Laurel, New Jersey 08054
(Address
of principal executive offices, including zip code)
(856)
917-1744
(Registrant’s
telephone number, including area code)
Check
the
appropriate box below if the Form 8-K filing is intended to simultaneously
satisfy the filing obligation of the registrant under any of the following
provisions:
[
] Written communications pursuant to Rule 425 under the Securities Act (17
CFR 230.425)
[
] Soliciting material pursuant to Rule 14a-12 under the Exchange Act (17
CFR 240.14a-12)
[
] Pre-commencement communications pursuant to Rule 14d-2(b) under the
Exchange Act (17 CFR 240.14d-2(b))
[
] Pre-commencement communications pursuant to Rule 13e-4(c) under the
Exchange Act (17 CFR 240.13e-4(c))
Item
1.01. Entry into a Material Definitive Agreement.
On
December 1, 2006, Chesapeake Funding LLC (“Chesapeake”), a wholly-owned
subsidiary of PHH Corporation (“PHH”, “Company”, “we” or “our”), entered into an
amended and restated Series 2006-2 Supplement (the “Amended and Restated Series
2006-2 Supplement”) to the Base Indenture, dated as of March 7, 2006, among
Chesapeake, as issuer, PHH Vehicle Management Services LLC, our wholly-owned
subsidiary, as administrator, JPMorgan Chase Bank, National Association
(“JPMorgan”), as administrative agent, certain commercial paper conduit
purchasers, certain banks and certain funding agents as set forth therein,
and
The Bank of New York as successor to JPMorgan, as indenture trustee. The
Amended
and Restated Series 2006-2 Supplement extended the maturity date of the $1
billion of available funding under the Series 2006-2 Supplement from December
1,
2006 to November 30, 2007. In addition, the Amended and Restated Series 2006-2
Supplement provides a higher advance rate of borrowings against eligible
assets.
The other terms of the Series 2006-2 Supplement remained substantially unchanged
with the effectiveness of the Amended and Restated Series 2006-2
Supplement.
The
foregoing description of the Amended and Restated Series 2006-2 Supplement
does
not purport to be complete and is qualified in its entirety by reference
to the
full text of the agreement, which is filed as Exhibit 10.1 to this Current
Report on Form 8-K (the “Form 8-K”) and is incorporated herein by
reference.
On
December 1, 2006, Bishop’s Gate Residential Mortgage Trust (”Bishop’s Gate”), a
consolidated special purpose entity, executed an Amendment to Liquidity
Agreement (the “Amendment”) which amended the Amended and Restated Liquidity
Agreement, dated as of December 11, 1998 (as amended, the “Liquidity
Agreement”), among Bishop’s Gate, certain banks listed therein and JPMorgan, as
administrative agent.
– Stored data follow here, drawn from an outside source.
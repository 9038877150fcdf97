//! Keyframe - a retained, pose-tagged snapshot used as a map-graph node.
//!
//! Keyframes carry the visual observations (keypoints + descriptors), the
//! landmark association slots, and the two graph structures the rest of the
//! system queries:
//! - the covisibility graph, weighted by shared landmark observations
//! - the spanning tree, used as a connectivity fallback once a keyframe is
//!   flagged bad

use std::collections::{HashMap, HashSet};

use nalgebra::Vector3;

use crate::features::{DenseMatrix, KeyPoint};
use crate::geometry::SE3;

use super::types::{KeyframeId, LandmarkId};

/// A keyframe in the world map.
#[derive(Debug, Clone)]
pub struct Keyframe {
    /// Unique, monotonically assigned identifier.
    pub id: KeyframeId,

    /// Capture timestamp in seconds.
    pub timestamp: f64,

    /// Pose: camera-to-world transform (T_wc).
    pub pose: SE3,

    /// Detected keypoints.
    pub keypoints: Vec<KeyPoint>,

    /// Binary descriptors, one row per keypoint.
    pub descriptors: DenseMatrix,

    /// Observation slots: `landmark_slots[i]` is the landmark matched to
    /// keypoint `i`, if any.
    pub landmark_slots: Vec<Option<LandmarkId>>,

    /// Parent keyframe in the spanning tree. `None` for the root.
    pub parent: Option<KeyframeId>,

    /// Children keyframes in the spanning tree.
    pub children: HashSet<KeyframeId>,

    /// Pose of this keyframe expressed in its parent's frame, recorded when
    /// the keyframe is flagged bad so trajectory queries can walk past it.
    pub pose_in_parent: Option<SE3>,

    /// Logical-deletion flag. A bad keyframe stays in storage so that
    /// back-references held by other entities remain resolvable.
    pub is_bad: bool,

    /// Covisibility weights: connected keyframe -> shared landmark count.
    covisibility: HashMap<KeyframeId, u32>,

    /// Cached weight-descending neighbor list, rebuilt lazily.
    ordered_covisibles: Vec<(KeyframeId, u32)>,
    covisibility_dirty: bool,
}

impl Keyframe {
    pub fn new(
        id: KeyframeId,
        timestamp: f64,
        pose: SE3,
        keypoints: Vec<KeyPoint>,
        descriptors: DenseMatrix,
    ) -> Self {
        let num_features = keypoints.len();
        Self {
            id,
            timestamp,
            pose,
            keypoints,
            descriptors,
            landmark_slots: vec![None; num_features],
            parent: None,
            children: HashSet::new(),
            pose_in_parent: None,
            is_bad: false,
            covisibility: HashMap::new(),
            ordered_covisibles: Vec::new(),
            covisibility_dirty: false,
        }
    }

    /// Camera position in the world frame.
    pub fn camera_center(&self) -> Vector3<f64> {
        self.pose.translation
    }

    pub fn num_features(&self) -> usize {
        self.keypoints.len()
    }

    // ─────────────────────────────────────────────────────────────────────
    // Landmark association slots
    // ─────────────────────────────────────────────────────────────────────

    /// Landmark associated with a given slot, if any.
    pub fn landmark_at(&self, slot: usize) -> Option<LandmarkId> {
        self.landmark_slots.get(slot).copied().flatten()
    }

    /// Associate a slot with a landmark, returning the previous association.
    pub fn set_landmark(&mut self, slot: usize, lm_id: LandmarkId) -> Option<LandmarkId> {
        if slot >= self.landmark_slots.len() {
            return None;
        }
        self.landmark_slots[slot].replace(lm_id)
    }

    /// Clear a slot's association.
    pub fn clear_landmark(&mut self, slot: usize) -> Option<LandmarkId> {
        if slot >= self.landmark_slots.len() {
            return None;
        }
        self.landmark_slots[slot].take()
    }

    /// All occupied slots as (slot index, landmark) pairs.
    pub fn observed_landmarks(&self) -> impl Iterator<Item = (usize, LandmarkId)> + '_ {
        self.landmark_slots
            .iter()
            .enumerate()
            .filter_map(|(idx, lm)| lm.map(|id| (idx, id)))
    }

    pub fn num_observed_landmarks(&self) -> usize {
        self.landmark_slots.iter().filter(|lm| lm.is_some()).count()
    }

    // ─────────────────────────────────────────────────────────────────────
    // Covisibility graph
    // ─────────────────────────────────────────────────────────────────────

    /// Insert or update a covisibility edge. Self-edges are ignored.
    pub fn add_covisibility(&mut self, kf_id: KeyframeId, weight: u32) {
        if kf_id == self.id {
            return;
        }
        self.covisibility.insert(kf_id, weight);
        self.covisibility_dirty = true;
    }

    /// Remove a covisibility edge.
    pub fn erase_covisibility(&mut self, kf_id: KeyframeId) {
        if self.covisibility.remove(&kf_id).is_some() {
            self.covisibility_dirty = true;
        }
    }

    /// Replace the whole adjacency map. Used when connections are recomputed
    /// from scratch; self-edges are dropped.
    pub fn replace_covisibility(&mut self, weights: HashMap<KeyframeId, u32>) {
        self.covisibility = weights;
        self.covisibility.remove(&self.id);
        self.covisibility_dirty = true;
    }

    /// Weight of the edge to another keyframe; 0 when not connected.
    pub fn covisibility_weight(&self, kf_id: KeyframeId) -> u32 {
        self.covisibility.get(&kf_id).copied().unwrap_or(0)
    }

    /// All connected keyframes, unordered.
    pub fn covisible_ids(&self) -> impl Iterator<Item = &KeyframeId> {
        self.covisibility.keys()
    }

    /// Read-only adjacency map.
    pub fn covisibility_weights(&self) -> &HashMap<KeyframeId, u32> {
        &self.covisibility
    }

    /// The N strongest covisible keyframes, best first.
    pub fn best_covisibles(&mut self, n: usize) -> Vec<KeyframeId> {
        self.ensure_ordered_covisibles();
        self.ordered_covisibles
            .iter()
            .take(n)
            .map(|(id, _)| *id)
            .collect()
    }

    /// Covisible keyframes with at least `min_weight` shared landmarks.
    pub fn covisibles_above_weight(&mut self, min_weight: u32) -> Vec<KeyframeId> {
        self.ensure_ordered_covisibles();
        self.ordered_covisibles
            .iter()
            .take_while(|(_, w)| *w >= min_weight)
            .map(|(id, _)| *id)
            .collect()
    }

    fn ensure_ordered_covisibles(&mut self) {
        if !self.covisibility_dirty {
            return;
        }
        self.ordered_covisibles = self.covisibility.iter().map(|(id, w)| (*id, *w)).collect();
        // Weight descending; id ascending as tie-break for determinism.
        self.ordered_covisibles
            .sort_by(|a, b| b.1.cmp(&a.1).then(a.0.cmp(&b.0)));
        self.covisibility_dirty = false;
    }

    // ─────────────────────────────────────────────────────────────────────
    // Spanning tree
    // ─────────────────────────────────────────────────────────────────────

    pub fn set_parent(&mut self, parent_id: KeyframeId) {
        self.parent = Some(parent_id);
    }

    pub fn add_child(&mut self, child_id: KeyframeId) {
        self.children.insert(child_id);
    }

    pub fn erase_child(&mut self, child_id: KeyframeId) {
        self.children.remove(&child_id);
    }

    pub fn is_root(&self) -> bool {
        self.parent.is_none()
    }
}

#[cfg(test)]
mod tests {
    use super::*;

    fn test_keyframe(id: u64) -> Keyframe {
        Keyframe::new(
            KeyframeId::new(id),
            id as f64 * 0.1,
            SE3::identity(),
            vec![KeyPoint::default(); 10],
            DenseMatrix::zeros(10, 32, crate::features::MatDepth::U8),
        )
    }

    #[test]
    fn test_landmark_slot_association() {
        let mut kf = test_keyframe(1);

        kf.set_landmark(3, LandmarkId::new(100));
        assert_eq!(kf.landmark_at(3), Some(LandmarkId::new(100)));
        assert_eq!(kf.landmark_at(4), None);
        assert_eq!(kf.num_observed_landmarks(), 1);

        let prev = kf.set_landmark(3, LandmarkId::new(200));
        assert_eq!(prev, Some(LandmarkId::new(100)));

        let cleared = kf.clear_landmark(3);
        assert_eq!(cleared, Some(LandmarkId::new(200)));
        assert_eq!(kf.landmark_at(3), None);
    }

    #[test]
    fn test_out_of_range_slot_is_ignored() {
        let mut kf = test_keyframe(1);
        assert_eq!(kf.set_landmark(99, LandmarkId::new(1)), None);
        assert_eq!(kf.clear_landmark(99), None);
    }

    #[test]
    fn test_covisibility_ordering() {
        let mut kf = test_keyframe(1);

        kf.add_covisibility(KeyframeId::new(2), 50);
        kf.add_covisibility(KeyframeId::new(3), 100);
        kf.add_covisibility(KeyframeId::new(4), 25);

        assert_eq!(kf.covisibility_weight(KeyframeId::new(2)), 50);
        assert_eq!(kf.covisibility_weight(KeyframeId::new(9)), 0);

        let best = kf.best_covisibles(2);
        assert_eq!(best, vec![KeyframeId::new(3), KeyframeId::new(2)]);

        let above = kf.covisibles_above_weight(30);
        assert_eq!(above.len(), 2);
    }

    #[test]
    fn test_covisibility_rejects_self_edge() {
        let mut kf = test_keyframe(1);
        kf.add_covisibility(KeyframeId::new(1), 10);
        assert_eq!(kf.covisibility_weight(KeyframeId::new(1)), 0);

        let mut weights = HashMap::new();
        weights.insert(KeyframeId::new(1), 5);
        weights.insert(KeyframeId::new(2), 7);
        kf.replace_covisibility(weights);
        assert_eq!(kf.covisibility_weight(KeyframeId::new(1)), 0);
        assert_eq!(kf.covisibility_weight(KeyframeId::new(2)), 7);
    }

    #[test]
    fn test_spanning_tree_edges() {
        let mut kf1 = test_keyframe(1);
        let mut kf2 = test_keyframe(2);

        assert!(kf1.is_root());

        kf2.set_parent(KeyframeId::new(1));
        kf1.add_child(KeyframeId::new(2));

        assert!(!kf2.is_root());
        assert_eq!(kf2.parent, Some(KeyframeId::new(1)));
        assert!(kf1.children.contains(&KeyframeId::new(2)));

        kf1.erase_child(KeyframeId::new(2));
        assert!(kf1.children.is_empty());
    }
}
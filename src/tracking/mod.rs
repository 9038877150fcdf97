//! Tracking: the caller-driven frame processing path.
//!
//! Tracking turns raw frames into pose estimates and decides when to insert
//! keyframes. The orchestrator talks to it exclusively through the
//! [`TrackingFrontend`] trait so the estimation pipeline behind it can be
//! swapped without touching the coordination logic.

pub mod frontend;
pub mod state;
pub mod tracker;

pub use frontend::{
    DepthImage, FrameResult, SensorInput, TrackingFrontend, TrajectoryEntry, TrajectoryLog,
};
pub use state::TrackingState;
pub use tracker::Tracker;
//! Visual vocabulary for place recognition.
//!
//! The vocabulary tree structure and quantization are handled by an external
//! component; the system only needs to load the trained vocabulary blob at
//! startup and hand it to that component. A missing or unreadable vocabulary
//! is a deployment defect, which callers escalate as fatal.

use std::fs;
use std::io;
use std::path::{Path, PathBuf};

/// An opaque, loaded vocabulary blob.
pub struct Vocabulary {
    path: PathBuf,
    bytes: Vec<u8>,
}

impl Vocabulary {
    /// Load a vocabulary file into memory.
    ///
    /// Fails on a missing or empty file; content is not interpreted here.
    pub fn load(path: &Path) -> io::Result<Self> {
        let bytes = fs::read(path)?;
        if bytes.is_empty() {
            return Err(io::Error::new(
                io::ErrorKind::InvalidData,
                format!("vocabulary file is empty: {}", path.display()),
            ));
        }
        Ok(Self {
            path: path.to_path_buf(),
            bytes,
        })
    }

    pub fn path(&self) -> &Path {
        &self.path
    }

    pub fn size_bytes(&self) -> usize {
        self.bytes.len()
    }

    pub fn bytes(&self) -> &[u8] {
        &self.bytes
    }
}

#[cfg(test)]
mod tests {
    use super::*;
    use std::io::Write;

    #[test]
    fn test_load_missing_file_fails() {
        assert!(Vocabulary::load(Path::new("/nonexistent/vocab.bin")).is_err());
    }

    #[test]
    fn test_load_reads_bytes() {
        let dir = tempfile::TempDir::new().unwrap();
        let path = dir.path().join("vocab.bin");
        let mut f = std::fs::File::create(&path).unwrap();
        f.write_all(&[1, 2, 3, 4]).unwrap();

        let vocab = Vocabulary::load(&path).unwrap();
        assert_eq!(vocab.size_bytes(), 4);
        assert_eq!(vocab.bytes(), &[1, 2, 3, 4]);
    }

    #[test]
    fn test_load_empty_file_fails() {
        let dir = tempfile::TempDir::new().unwrap();
        let path = dir.path().join("vocab.bin");
        std::fs::File::create(&path).unwrap();
        assert!(Vocabulary::load(&path).is_err());
    }
}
The Amendment extended the expiration date of the
Liquidity Agreement from December 2, 2006 to November 30, 2007. Although
we
received commitments totaling approximately $1.5 billion with regard to the
Amendment, we elected to reduce the facility amount from $1.5 billion to
$1
billion. The other terms of this facility remained substantially unchanged
with
the effectiveness of the Amendment.
The
foregoing description of the Amendment does not purport to be complete and
is
qualified in its entirety by reference to the full text of the agreement, which
is filed as Exhibit 10.2 to this Form 8-K and is incorporated herein by
reference.
Item
2.03. Creation of a Direct Financial Obligation or an obligation under an
Off-Balance Sheet Arrangement of a Registrant.
The
information disclosed under Item 1.01 of this Form 8-K relating to the Amended
and Restated Series 2006-2 Supplement and the Amendment is incorporated herein
by reference.
Item
9.01. Financial Statements and Exhibits.
(d)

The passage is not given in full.